Fanny Bernal Orozco


Fanny Bernal * fannybernalorozco@hotmail.com
Cuando se aproxima el fin de año, las personas con frecuencia hacen evaluación de lo que han hecho o no en sus vidas. El cambio de los calendarios implica revisar la lista escrita al comienzo del periodo.
Generalmente queda la sensación de que hizo falta voluntad para llevar a cabo los planes, las metas y las propuestas que al inicio del primer mes del año eran tan importantes.
Al eliminar lo que se realizó quedan en la lista los pendientes que, como mudos invitados, observan y están a la espera de ser retomados. La evaluación de estos asuntos, permite darse cuenta de qué tan ejercitada esta la voluntad, así mismo permite observar qué nivel de tolerancia a la frustración se asume cuando los propósitos que se tuvieron por alguna circunstancia no se hicieron realidad.
Así entonces, la falta de voluntad es un obstáculo para alcanzar las metas. No basta tener los deseos de hacer algo, a éstos hay que ponerles acción, fechas, ganas, pasión, paciencia y persistencia. Hay metas a las que no se llega con facilidad, algunas tienen trechos difíciles de andar o puede que haya que volver a empezar.

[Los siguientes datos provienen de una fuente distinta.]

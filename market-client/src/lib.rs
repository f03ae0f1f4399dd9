#![cfg_attr(feature = "fail-on-warnings", deny(warnings))]
#![cfg_attr(feature = "fail-on-warnings", deny(clippy::all))]

mod client;

pub use client::*;
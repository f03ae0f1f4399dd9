use rust_decimal::Decimal;
use serde::Deserialize;

use std::collections::HashMap;

use super::MarketClientError;

#[derive(Deserialize, Debug)]
pub struct MarketResponse<T> {
    pub data: T,
}

#[derive(Deserialize, Debug)]
pub struct TickerData {
    pub symbol: String,
    pub quotes: HashMap<String, QuoteData>,
}

#[derive(Deserialize, Debug)]
pub struct QuoteData {
    #[serde(with = "rust_decimal::serde::arbitrary_precision")]
    pub price: Decimal,
}

impl TickerData {
    pub fn price_in(&self, convert: &str) -> Result<Decimal, MarketClientError> {
        self.quotes
            .get(convert)
            .map(|quote| quote.price)
            .ok_or_else(|| MarketClientError::MissingQuote(convert.to_string()))
    }
}
use thiserror::Error;

use units::{currency::CryptoCurrency, ConversionError};

#[derive(Error, Debug)]
pub enum MarketClientError {
    #[error("MarketClientError - Reqwest: {0}")]
    Reqwest(#[from] reqwest::Error),
    #[error("MarketClientError - SerdeJson: {0}")]
    Deserialization(#[from] serde_json::Error),
    #[error("MarketClientError - UnexpectedResponse: {code:?} - {msg:?}")]
    UnexpectedResponse { msg: String, code: u16 },
    #[error("MarketClientError - MissingQuote: no {0} quote in ticker")]
    MissingQuote(String),
    #[error("MarketClientError - UnlistedCurrency: {0} has no market ticker")]
    UnlistedCurrency(CryptoCurrency),
    #[error("MarketClientError - Conversion: {0}")]
    Conversion(#[from] ConversionError),
}
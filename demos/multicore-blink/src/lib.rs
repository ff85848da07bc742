//! # Multicore Blink
//!
//! The reference application for the BSP: every core toggles its own LED
//! from a periodic STM interrupt, with a period proportional to its core
//! id - four LEDs blinking at 250/500/750/1000 ms show all cores alive
//! and dispatching independently.
//!
//! ## Startup shape
//!
//! The runtime startup code calls [`pre_init_hook`] before memory
//! initialization and [`post_init_hook`] just before entering
//! [`shared_main`]; all three are shared by every core, branching on the
//! core id where the reset core has extra duties:
//!
//! 1. reset core: safety watchdog off, clocks up, board watchdog
//!    disarmed, LEDs off, release the other cores;
//! 2. every core: own watchdog off, icache on, dispatch initialized,
//!    timer handler attached, interrupts enabled, idle loop.

#![no_std]

use tc3xx_boards as boards;
use tc3xx_hal as hal;

use hal::cpu::CoreId;

// ============================================================================
// Timing
// ============================================================================

/// Base period: 250 ms in STM ticks; core `n` blinks at `(n + 1)` times
/// this.
pub const TIMER_BASE_PERIOD: u32 = 250 * hal::family::TICKS_PER_MS;

/// Timer interrupt priority, the same slot on every core.
pub const TIMER_INTERRUPT_PRIO: usize = 10;

/// Blink period of a core in STM ticks.
#[inline]
pub const fn core_period(core: usize) -> u32 {
    (core as u32 + 1) * TIMER_BASE_PERIOD
}

// ============================================================================
// Timer interrupt
// ============================================================================

/// Shared timer ISR: toggle the core's LED, advance the compare target
/// drift-free, acknowledge the interrupt.
pub extern "C" fn timer_isr() {
    let core = CoreId::current().index();

    boards::led_set(core, boards::LedState::Toggle);
    hal::stm::reload_channel(core, core_period(core));
    hal::stm::clear_compare_flag(core);
}

/// Attach the periodic timer to the calling core: register the handler,
/// arm the first compare target from the live counter, route the service
/// request to this core, enable the compare interrupt.
pub fn attach_core_timer() {
    let core = CoreId::current().index();

    hal::register_handler(core, timer_isr, TIMER_INTERRUPT_PRIO);
    hal::stm::reload_channel(core, core_period(core).wrapping_add(hal::stm::count(core)));
    hal::interrupts::route_stm_compare(core, core, TIMER_INTERRUPT_PRIO as u32);
    hal::stm::enable_compare_interrupt(core);
}

// ============================================================================
// Startup hooks
// ============================================================================

/// Runtime hook before memory clear/copy; global data is not usable yet.
pub fn pre_init_hook() {
    let core = CoreId::current();

    if core.is_reset_core() {
        hal::scu::wdt::disable_safety_watchdog();
    }
    hal::scu::wdt::disable_cpu_watchdog();
    hal::cpu::enable_icache();
}

/// Runtime hook after runtime initialization, before [`shared_main`].
///
/// The reset core initializes the shared hardware and releases the other
/// cores; every core then wires its own interrupt dispatch.
pub fn post_init_hook() {
    let core = CoreId::current();

    if core.is_reset_core() {
        if let Err(err) = hal::scu::init_clock(boards::board().xtal_mhz) {
            // Keep running on the backup clock; the blink is just slow.
            log::error!("clock bring-up failed: {err:?}");
        }

        boards::disable_external_watchdog();
        boards::led_init_all(boards::LedState::Off);
        hal::smp::start_all_cores(shared_entry);
    }

    hal::interrupts::init_current_core();
}

/// Entry point released cores start at; the reset core arrives here from
/// the runtime startup path instead.
pub extern "C" fn shared_entry() -> ! {
    pre_init_hook();
    post_init_hook();
    shared_main()
}

/// Shared main: attach the timer, enable interrupt taking, idle - all
/// activity happens in the periodic interrupts.
pub fn shared_main() -> ! {
    attach_core_timer();
    hal::cpu::enable_interrupts();

    loop {
        core::hint::spin_loop();
    }
}

#[cfg(test)]
mod tests {
    use super::*;
    use tc3xx_hal::sim;

    #[test]
    fn periods_scale_with_the_core_id() {
        assert_eq!(core_period(0), 25_000_000);
        assert_eq!(core_period(3), 100_000_000);
    }

    #[test]
    fn attach_wires_handler_timer_and_routing() {
        let _guard = sim::lock();
        sim::set_current_core(2);
        hal::interrupts::init_current_core();

        attach_core_timer();

        assert!(!hal::interrupts::is_default(2, TIMER_INTERRUPT_PRIO));
        // First compare target = period (counter is at zero).
        let stm = hal::stm::channel(2).unwrap();
        assert_eq!(stm.cmp[0].read(), core_period(2));
        assert!(stm.icr.is_set(hal::stm::ICR_CMP0EN));
        // Service request routed to this core at the timer priority.
        let node = &hal::interrupts::src_router::regs().stm[2].sr[0];
        assert_eq!(
            node.field(
                hal::interrupts::src_router::SRC_SRPN_MASK,
                hal::interrupts::src_router::SRC_SRPN_SHIFT
            ),
            TIMER_INTERRUPT_PRIO as u32
        );

        // Cleanup.
        stm.cmp[0].write(0);
        stm.icr.write(0);
        stm.cmcon.write(0);
        stm.iscr.write(0);
        node.write(0);
        sim::set_current_core(0);
    }

    #[test]
    fn timer_interrupt_toggles_and_rearms() {
        let _guard = sim::lock();
        sim::set_current_core(1);
        hal::interrupts::init_current_core();
        attach_core_timer();

        let led = tc3xx_boards::board().leds[1];
        let omr = &tc3xx_hal::port::port(led.port).unwrap().omr;
        omr.write(0);
        let stm = hal::stm::channel(1).unwrap();
        let armed = stm.cmp[0].read();

        hal::interrupts::dispatch(1, TIMER_INTERRUPT_PRIO);

        // LED toggled...
        assert_eq!(omr.read(), (1 << (led.pin + 16)) | (1 << led.pin));
        // ...compare target advanced by one period...
        assert_eq!(stm.cmp[0].read(), armed.wrapping_add(core_period(1)));
        // ...and the flag acknowledged.
        assert!(stm.iscr.is_set(tc3xx_hal::stm::ISCR_CMP0IRR));

        // Cleanup.
        omr.write(0);
        stm.cmp[0].write(0);
        stm.icr.write(0);
        stm.cmcon.write(0);
        stm.iscr.write(0);
        hal::interrupts::src_router::regs().stm[1].sr[0].write(0);
        sim::set_current_core(0);
    }
}
//! # Family Specification
//!
//! Build-time description of the selected TC3xx derivative: core count,
//! nominal clock targets, flash timing, and the peripheral memory map.
//!
//! The values mirror the derivative datasheet; everything the rest of the
//! layer needs to know about the silicon is routed through this module so
//! drivers stay derivative-agnostic.

pub mod tc38x;
pub mod tc39x;

cfg_if::cfg_if! {
    if #[cfg(feature = "tc39x")] {
        pub use tc39x as spec;
    } else {
        pub use tc38x as spec;
    }
}

pub use spec::{NB_CORES, RESET_CORE};

use static_assertions::const_assert;

// ============================================================================
// Family-wide limits
// ============================================================================

/// Largest core count in the family (TC39x).
pub const MAX_CORES: usize = 6;

/// Physical core-id reported by the sixth core.
///
/// The family numbers the seventh TriCore slot 6; the logical index is 5.
pub const SIXTH_CORE_PHYSICAL_ID: u32 = 6;

const_assert!(NB_CORES >= 1);
const_assert!(NB_CORES <= MAX_CORES);
const_assert!(RESET_CORE < NB_CORES);

// ============================================================================
// Derived timing helpers
// ============================================================================

/// STM ticks per microsecond at the nominal STM clock.
pub const TICKS_PER_US: u32 = spec::STM_CLOCK_MHZ;

/// STM ticks per millisecond at the nominal STM clock.
pub const TICKS_PER_MS: u32 = TICKS_PER_US * 1_000;

#[cfg(test)]
mod tests {
    use super::*;

    #[test]
    fn core_count_within_family_limits() {
        assert!(NB_CORES <= MAX_CORES);
        assert!(RESET_CORE < NB_CORES);
    }

    #[test]
    fn tick_helpers_follow_stm_clock() {
        assert_eq!(TICKS_PER_MS, spec::STM_CLOCK_MHZ * 1_000);
    }
}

Lo anterior significa que no se puede estar renunciando a los proyectos, porque algo falla o porque las satisfacciones no son inmediatas. ¡No!...los avatares de la vida llevan a cultivar la voluntad, la confianza y la autoestima cuando se tienen claros los deseos y las decisiones.
Hay a quienes la vida se les va solo en deseos y son frecuentes en ellos frases como: ‘yo quiero lograr…’, ‘yo quiero tener…’, ‘cuando yo sea…’, ‘si me nombran…’, ‘cuando me lo gane…’, en fin, palabras y más palabras que se tornan huecas y sin sentido mientras la voluntad esté ausente de las tareas cotidianas, que además, deben ir de la mano de la responsabilidad, la disciplina y el compromiso.
Para cultivar la voluntad, se requiere hacer afirmaciones positivas que den fuerza y contundencia a las palabras que se expresan. También es importante formar hábitos que potencien la responsabilidad, estos son fundamentales, sin ellos es más arduo alcanzar cualquier meta por simple que ésta sea.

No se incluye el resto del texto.